Когда-то на Руси наряду с десятеричной системой счисления существовала и девятиричная. В этой системе тридевять равнялось двадцати семи. В грамотах XV века встречается это сложное числительное – упоминаются, например, тридевять, то есть двадцать семь, кочетов; есть это слово и в старинном словаре XVIII века – в словаре Алексеева, да и в XIX веке счет девятками еще жил в народном сознании.
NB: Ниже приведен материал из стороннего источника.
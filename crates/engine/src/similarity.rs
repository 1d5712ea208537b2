//! Similarity ranking
//!
//! Resolves the user's favorite titles against the working subset,
//! scores every subset movie by cosine similarity to the seeds, and
//! selects the top candidates. Rows stay paired with movie identifiers
//! throughout; positions are an implementation detail of one build, not
//! a cross-reference key.

use crate::document::DocumentRow;
use crate::vectorize::TfidfMatrix;
use movie_recs_core::{RecsError, Result};
use ndarray::Array2;
use std::collections::HashSet;
use tracing::warn;

/// A ranked candidate, scored by aggregate similarity to the seeds.
#[derive(Debug, Clone, PartialEq)]
pub struct RankedMovie {
    pub movie_id: u32,
    pub title: String,
    pub score: f32,
}

/// Ranks subset movies against a set of seed titles.
///
/// Borrows the model pieces; the facade owns them and hands out views
/// per request.
pub struct SimilarityRanker<'a> {
    entries: &'a [DocumentRow],
    matrix: &'a TfidfMatrix,
}

impl<'a> SimilarityRanker<'a> {
    pub fn new(entries: &'a [DocumentRow], matrix: &'a TfidfMatrix) -> Self {
        debug_assert_eq!(entries.len(), matrix.num_rows());
        Self { entries, matrix }
    }

    /// Resolve a title to its first exactly-matching subset row.
    ///
    /// A title outside the bounded subset, or misspelled, cannot resolve
    /// and is a distinguishable error, never a silent wrong answer.
    pub fn resolve_title(&self, title: &str) -> Result<usize> {
        self.entries
            .iter()
            .position(|entry| entry.title == title)
            .ok_or_else(|| RecsError::TitleNotFound {
                title: title.to_string(),
            })
    }

    /// Cosine similarity of one seed row to every subset row.
    pub fn similarity_row(&self, seed: usize) -> Vec<f32> {
        (0..self.matrix.num_rows())
            .map(|i| self.matrix.row_similarity(seed, i))
            .collect()
    }

    /// Rank all non-seed movies by aggregate similarity to the seeds.
    ///
    /// Aggregation is the arithmetic mean of the per-seed similarity
    /// rows: every seed contributes equally and scores stay within
    /// [0, 1]. Ties are broken by original subset position, so the
    /// ranking is deterministic for a fixed corpus.
    ///
    /// Fewer than `top_n` eligible candidates degrades gracefully to the
    /// full eligible pool; an empty pool is an error.
    pub fn rank(&self, seed_titles: &[String], top_n: usize) -> Result<Vec<RankedMovie>> {
        let seed_indices: Vec<usize> = seed_titles
            .iter()
            .map(|title| self.resolve_title(title))
            .collect::<Result<_>>()?;

        let rows: Vec<Vec<f32>> = seed_indices
            .iter()
            .map(|&seed| self.similarity_row(seed))
            .collect();

        let seeds: HashSet<usize> = seed_indices.into_iter().collect();
        let num_seeds = rows.len() as f32;

        let mut candidates: Vec<(usize, f32)> = (0..self.matrix.num_rows())
            .filter(|i| !seeds.contains(i))
            .map(|i| {
                let aggregate = rows.iter().map(|row| row[i]).sum::<f32>() / num_seeds;
                (i, aggregate)
            })
            .collect();

        if candidates.is_empty() {
            return Err(RecsError::InsufficientCandidates {
                requested: top_n,
                available: 0,
            });
        }

        candidates.sort_by(|a, b| {
            b.1.partial_cmp(&a.1)
                .unwrap_or(std::cmp::Ordering::Equal)
                .then(a.0.cmp(&b.0))
        });

        if candidates.len() < top_n {
            warn!(
                requested = top_n,
                available = candidates.len(),
                "fewer candidates than requested, returning all available"
            );
        }
        candidates.truncate(top_n);

        Ok(candidates
            .into_iter()
            .map(|(i, score)| RankedMovie {
                movie_id: self.entries[i].movie_id,
                title: self.entries[i].title.clone(),
                score,
            })
            .collect())
    }
}

/// Dense pairwise similarity matrix over the whole vector space.
///
/// Quadratic in subset size; intended for small corpora and diagnostics.
/// The ranking path computes only the seed rows it needs.
pub fn pairwise_matrix(matrix: &TfidfMatrix) -> Array2<f32> {
    let n = matrix.num_rows();
    let mut similarities = Array2::<f32>::zeros((n, n));

    for i in 0..n {
        similarities[[i, i]] = if matrix.row(i).is_empty() { 0.0 } else { 1.0 };
        for j in (i + 1)..n {
            let sim = matrix.row_similarity(i, j);
            similarities[[i, j]] = sim;
            similarities[[j, i]] = sim;
        }
    }

    similarities
}

#[cfg(test)]
mod tests {
    use super::*;
    use crate::vectorize::TfidfVectorizer;

    fn model(docs: &[(&str, &str)]) -> (Vec<DocumentRow>, TfidfMatrix) {
        let entries: Vec<DocumentRow> = docs
            .iter()
            .enumerate()
            .map(|(i, (title, document))| DocumentRow {
                movie_id: i as u32 + 1,
                title: title.to_string(),
                document: document.to_string(),
            })
            .collect();

        let texts: Vec<String> = entries.iter().map(|e| e.document.clone()).collect();
        let matrix = TfidfVectorizer::new().fit_transform(&texts);
        (entries, matrix)
    }

    #[test]
    fn test_resolve_title_exact_match() {
        let (entries, matrix) = model(&[
            ("Toy Story (1995)", "adventure animation"),
            ("Heat (1995)", "action crime"),
        ]);
        let ranker = SimilarityRanker::new(&entries, &matrix);

        assert_eq!(ranker.resolve_title("Heat (1995)").unwrap(), 1);
        assert!(matches!(
            ranker.resolve_title("heat (1995)"),
            Err(RecsError::TitleNotFound { .. })
        ));
    }

    #[test]
    fn test_rank_excludes_seeds() {
        let (entries, matrix) = model(&[
            ("A", "action thriller heist"),
            ("B", "action thriller"),
            ("C", "romance musical"),
            ("D", "action heist"),
        ]);
        let ranker = SimilarityRanker::new(&entries, &matrix);

        let seeds = vec!["A".to_string(), "B".to_string(), "C".to_string()];
        let ranked = ranker.rank(&seeds, 10).unwrap();

        assert_eq!(ranked.len(), 1);
        assert_eq!(ranked[0].title, "D");
    }

    #[test]
    fn test_rank_mean_aggregation_uses_every_seed() {
        // E shares terms only with seed C; it must still score above the
        // fully unrelated F, which a first-seed-only aggregate would miss.
        let (entries, matrix) = model(&[
            ("A", "action heist"),
            ("B", "action chase"),
            ("C", "ballet dance"),
            ("E", "ballet dance recital"),
            ("F", "submarine documentary"),
        ]);
        let ranker = SimilarityRanker::new(&entries, &matrix);

        let seeds = vec!["A".to_string(), "B".to_string(), "C".to_string()];
        let ranked = ranker.rank(&seeds, 2).unwrap();

        let e = ranked.iter().find(|r| r.title == "E").unwrap();
        let f = ranked.iter().find(|r| r.title == "F").unwrap();
        assert!(e.score > f.score);
    }

    #[test]
    fn test_rank_tie_broken_by_subset_position() {
        let (entries, matrix) = model(&[
            ("Seed1", "western frontier"),
            ("Seed2", "western frontier"),
            ("Seed3", "western frontier"),
            ("X", "silent era"),
            ("Y", "silent era"),
        ]);
        let ranker = SimilarityRanker::new(&entries, &matrix);

        let seeds = vec![
            "Seed1".to_string(),
            "Seed2".to_string(),
            "Seed3".to_string(),
        ];
        let ranked = ranker.rank(&seeds, 2).unwrap();

        assert_eq!(ranked[0].title, "X");
        assert_eq!(ranked[1].title, "Y");
    }

    #[test]
    fn test_rank_empty_pool_is_an_error() {
        let (entries, matrix) = model(&[("A", "one"), ("B", "two"), ("C", "three")]);
        let ranker = SimilarityRanker::new(&entries, &matrix);

        let seeds = vec!["A".to_string(), "B".to_string(), "C".to_string()];
        let result = ranker.rank(&seeds, 5);

        assert!(matches!(
            result,
            Err(RecsError::InsufficientCandidates { available: 0, .. })
        ));
    }

    #[test]
    fn test_pairwise_matrix_is_symmetric_and_bounded() {
        let (_, matrix) = model(&[
            ("A", "action thriller"),
            ("B", "action comedy"),
            ("C", "ballet dance"),
        ]);

        let sims = pairwise_matrix(&matrix);
        for i in 0..3 {
            for j in 0..3 {
                let s = sims[[i, j]];
                assert!((0.0..=1.0).contains(&s), "similarity out of range: {s}");
                assert!((s - sims[[j, i]]).abs() < 1e-6);
            }
            assert!((sims[[i, i]] - 1.0).abs() < 1e-5);
        }
    }
}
Примеры употребления числительного тридевять можно найти в записях старинных способов лечения, медицинских рецептах, в исторических романах А.А. Марлинского и И.И. Лажечникова… Есть порядковое числительное тридевятый и в словаре В.И. Даля.
В тридевятом царстве, в тридесятом государстве, за тридевять земель от родной стороны… В сказках это уже не двадцать седьмая земля или страна, и не тридцатое по счету государство, а просто чрезвычайно далекое место. А весь оборот обретает значение наречия и значит «очень далеко». Современное употребление, пишут авторы словаря «Русская фразеология», сложилось не сразу, а на рубеже XVIII и XIX веков. А в словари попало еще позже – в конце XIX века. Но сохранилось до сих пор. И многие так и норовят уйти, убежать, улететь за тридевять земель от дома и приземлиться в тридесятом райском местечке.
Царь-государь
Царь-государь – формула, свойственная фольклору. В сказках и былинах таких «двойняшек» множество: и грусть-тоска, и трава-мурава, и море-океан… Вообще-то царь – это почти то же самое, что и государь, это слова-синонимы. Проверим по словарю: царь – «единовластный государь, монарх; тот, кто чем-то безраздельно распоряжается и властвует»; государь – «единовластный правитель, царь», – как мы видим, одно определяется через другое.